In many parts of Maine, the “arts community” is synonymous with the culture of the local community itself. For their part, the Gleasons have been particularly active volunteers in their hometown over the years. Dennis has been involved with the Boothbay Region Land Trust, and Marty is past president of the Boothbay Harbor Memorial Library. In 2005, they even turned their gallery’s twentieth-anniversary celebration into a community fundraiser by exhibiting stone sculpture in the gardens of their West Boothbay Harbor home and hosting a benefit reception to raise money for the Opera House at Boothbay Harbor. Today, both Dennis and Marty are active with the capital campaign for the Coastal Maine Botanical Gardens.
Though their commitment to community has not changed, the Gleasons have witnessed innumerable changes during their decades of handling fine art. For instance, the couple has always sought to display work with a fairly classic vein, and, though it may be hard to believe, there were times when such work was shunned.
“Our own ‘look’ has definitely tended mostly toward realism,” says Marty, glancing around the gallery as if to confirm her assertion.

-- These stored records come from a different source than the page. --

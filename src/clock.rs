//! Clock abstractions used by the token bucket math and bucket expiry.

use std::sync::atomic::{AtomicU64, Ordering};
use std::sync::Arc;
use std::time::{SystemTime, UNIX_EPOCH};

/// Clock abstraction so timing can be faked in tests.
///
/// Bucket state may be shared by several processes through a remote store, so
/// readings are wall-clock milliseconds since the Unix epoch rather than a
/// process-local monotonic instant.
pub trait Clock: Send + Sync + std::fmt::Debug {
    fn now_millis(&self) -> u64;

    /// Current time in fractional seconds since the epoch.
    fn now_secs(&self) -> f64 {
        self.now_millis() as f64 / 1_000.0
    }
}

/// Wall clock backed by `SystemTime::now()`.
///
/// A clock set before the epoch reads as 0; the refill math clamps negative
/// elapsed time, so a backwards jump only delays refill.
#[derive(Debug, Clone, Copy, Default)]
pub struct SystemClock;

impl Clock for SystemClock {
    fn now_millis(&self) -> u64 {
        let elapsed = SystemTime::now().duration_since(UNIX_EPOCH).unwrap_or_default();
        u64::try_from(elapsed.as_millis()).unwrap_or(u64::MAX)
    }
}

/// Manually advanced clock for deterministic tests and simulations.
///
/// Clones share the same reading.
#[derive(Debug, Clone, Default)]
pub struct ManualClock {
    now: Arc<AtomicU64>,
}

impl ManualClock {
    /// Start at `millis` since the epoch.
    pub fn new(millis: u64) -> Self {
        Self { now: Arc::new(AtomicU64::new(millis)) }
    }

    /// Move time forward.
    pub fn advance_millis(&self, millis: u64) {
        self.now.fetch_add(millis, Ordering::SeqCst);
    }

    /// Move time forward by fractional seconds (rounded to the millisecond).
    pub fn advance_secs(&self, secs: f64) {
        self.advance_millis((secs * 1_000.0).round() as u64);
    }

    /// Jump to an absolute reading; may move backwards to simulate skew.
    pub fn set_millis(&self, millis: u64) {
        self.now.store(millis, Ordering::SeqCst);
    }
}

impl Clock for ManualClock {
    fn now_millis(&self) -> u64 {
        self.now.load(Ordering::SeqCst)
    }
}

#[cfg(test)]
mod tests {
    use super::*;

    #[test]
    fn manual_clock_clones_share_time() {
        let clock = ManualClock::new(1_000);
        let other = clock.clone();
        clock.advance_millis(500);
        assert_eq!(other.now_millis(), 1_500);
        other.advance_secs(0.25);
        assert_eq!(clock.now_millis(), 1_750);
        assert!((clock.now_secs() - 1.75).abs() < f64::EPSILON);
    }

    #[test]
    fn manual_clock_can_move_backwards() {
        let clock = ManualClock::new(10_000);
        clock.set_millis(5_000);
        assert_eq!(clock.now_millis(), 5_000);
    }

    #[test]
    fn system_clock_is_after_2020() {
        assert!(SystemClock.now_millis() > 1_577_836_800_000);
    }
}
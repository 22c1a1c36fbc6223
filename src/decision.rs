//! Decision values returned by the engine.

use crate::rule::RateLimitRule;
use std::sync::Arc;
use std::time::Duration;

/// Result of one consume attempt. Constructed per call, never persisted.
#[derive(Debug, Clone, Copy, PartialEq)]
pub struct Decision {
    /// Whether the request may proceed.
    pub allowed: bool,
    /// Seconds until the request would succeed; `0.0` when allowed.
    pub retry_after: f64,
    /// Tokens left after this attempt. Informational only.
    pub remaining: f64,
}

impl Decision {
    /// Admitted with `remaining` tokens left.
    pub fn allow(remaining: f64) -> Self {
        Self { allowed: true, retry_after: 0.0, remaining }
    }

    /// Throttled; the caller should wait `retry_after` seconds.
    pub fn deny(retry_after: f64, remaining: f64) -> Self {
        Self { allowed: false, retry_after: retry_after.max(0.0), remaining }
    }

    /// Denied for good: the request costs more than the bucket can ever hold.
    ///
    /// `retry_after` is infinite; waiting does not help.
    pub fn never() -> Self {
        Self { allowed: false, retry_after: f64::INFINITY, remaining: 0.0 }
    }

    /// Admission granted because the limiter could not decide.
    ///
    /// `remaining` is unknown and reported as `0.0`.
    pub fn fail_open() -> Self {
        Self::allow(0.0)
    }

    pub fn is_allowed(&self) -> bool {
        self.allowed
    }

    /// False only for a denial that no amount of waiting will lift.
    pub fn is_retryable(&self) -> bool {
        self.allowed || self.retry_after.is_finite()
    }

    /// `retry_after` as a `Duration`.
    pub fn retry_after_duration(&self) -> Duration {
        Duration::try_from_secs_f64(self.retry_after).unwrap_or(Duration::MAX)
    }

    /// Whole seconds to advertise in `Retry-After`: rounded up, at least 1 on
    /// denial. `None` when the denial is not retryable.
    pub fn retry_after_header_secs(&self) -> Option<u64> {
        if self.allowed {
            return Some(0);
        }
        self.is_retryable().then(|| (self.retry_after.ceil() as u64).max(1))
    }

    /// Whole tokens left, rounded down.
    pub fn remaining_whole(&self) -> u64 {
        self.remaining.max(0.0).floor() as u64
    }
}

/// Why an admission decision came out the way it did.
#[derive(Debug, Clone, Copy, PartialEq, Eq)]
pub enum AdmissionBasis {
    /// The rule was evaluated against live bucket state.
    Enforced,
    /// No rule for the endpoint.
    RuleNotConfigured,
    /// Rule present but disabled.
    RuleDisabled,
    /// Storage or internal failure; admitted without consuming.
    FailedOpen,
}

impl AdmissionBasis {
    pub fn as_str(&self) -> &'static str {
        match self {
            AdmissionBasis::Enforced => "enforced",
            AdmissionBasis::RuleNotConfigured => "rule_not_configured",
            AdmissionBasis::RuleDisabled => "rule_disabled",
            AdmissionBasis::FailedOpen => "failed_open",
        }
    }
}

/// Service-level answer: the decision plus the rule that produced it.
#[derive(Debug, Clone)]
pub struct Admission {
    pub decision: Decision,
    pub basis: AdmissionBasis,
    /// Rule in force, if any.
    pub rule: Option<Arc<RateLimitRule>>,
}

impl Admission {
    pub(crate) fn unrated(basis: AdmissionBasis, rule: Option<Arc<RateLimitRule>>) -> Self {
        Self { decision: Decision::fail_open(), basis, rule }
    }

    pub fn is_allowed(&self) -> bool {
        self.decision.allowed
    }

    pub fn retry_after(&self) -> f64 {
        self.decision.retry_after
    }

    /// True when a live rule was actually applied.
    pub fn is_enforced(&self) -> bool {
        self.basis == AdmissionBasis::Enforced
    }
}
//! The admission orchestrator.
//!
//! [`RateLimiterService`] binds the rule registry to algorithms and storage
//! backends. Backends and algorithms are resolved once, when the service is
//! built; a request only does a registry lookup, a key format, and one storage
//! call.
//!
//! The service never returns an error from [`RateLimiterService::is_allowed`].
//! Missing rules, disabled rules, storage failures, and even panics inside a
//! backend all come back as an admitted [`Admission`] whose
//! [`AdmissionBasis`] says why.

use crate::algorithm::{self, RateLimitAlgorithm};
use crate::audit::{AuditSink, ViolationEvent};
use crate::clock::{Clock, SystemClock};
use crate::config::{LimiterConfig, Settings};
use crate::decision::{Admission, AdmissionBasis, Decision};
use crate::error::LimiterError;
use crate::key::RateLimitKey;
use crate::registry::{RegistryHandle, RuleRegistry};
use crate::rule::{AlgorithmKind, RateLimitRule, RuleSpec, StorageKind};
use crate::storage::{BucketLimits, InMemoryStorage, RateLimitStorage, TimeoutStorage};
use futures::FutureExt;
use std::collections::{BTreeMap, HashMap};
use std::fmt;
use std::panic::AssertUnwindSafe;
use std::sync::atomic::{AtomicU64, Ordering};
use std::sync::Arc;
use tracing::{debug, error, info, warn};

/// Running totals since the service was built.
#[derive(Debug, Clone, Copy, Default, PartialEq, Eq)]
pub struct AdmissionStats {
    /// Requests a live rule admitted.
    pub admitted: u64,
    /// Requests denied.
    pub throttled: u64,
    /// Requests admitted because the check itself failed.
    pub failed_open: u64,
    /// Requests with no rule, or a disabled one.
    pub unrated: u64,
}

#[derive(Debug, Default)]
struct Counters {
    admitted: AtomicU64,
    throttled: AtomicU64,
    failed_open: AtomicU64,
    unrated: AtomicU64,
}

“But perhaps a bit looser realism,” Dennis adds, his eyes set on a bold, snowy landscape by Andrea J. Peters.
“But if you didn’t show abstract art in the 1980s, when we opened, you were considered…,” Marty pauses as he searches for a phrase evocative of the era, “well, people thought you were ‘out of it.’”
“There was a real bias against realism during that period,” concedes Dennis.
When asked about the biggest change they have seen since opening in 1985, the Gleasons grow reflective. “The art world in Maine has certainly grown in general,” they agree, before dropping back into thoughtful silence.
“I think,” Dennis continues after a pause, “that there is more awareness now than ever before outside of Maine of just how good Maine art is.”
“That is the biggest change!” Marty says, lighting up in agreement. “Maine art really has its own cachet now.”
As the afternoon wears on, and the dog shifts in Marty’s lap, the gallery door continues to whish open and deliver art lovers. The Gleasons seem optimistic—and not just about Portland’s Arts District weathering this precarious patch in economic history, but about Maine and the nation, too.
It was, after all, just one month after “Black Monday,” the October 1987 stock-market crash, that Vincent Van Gogh’s Irises was plucked from the Joan Whitney Payson Gallery of Art at Maine’s Westbrook College and sold at Sotheby’s auction house in New York for $53.9 million, the highest price ever paid for a work of art at the time.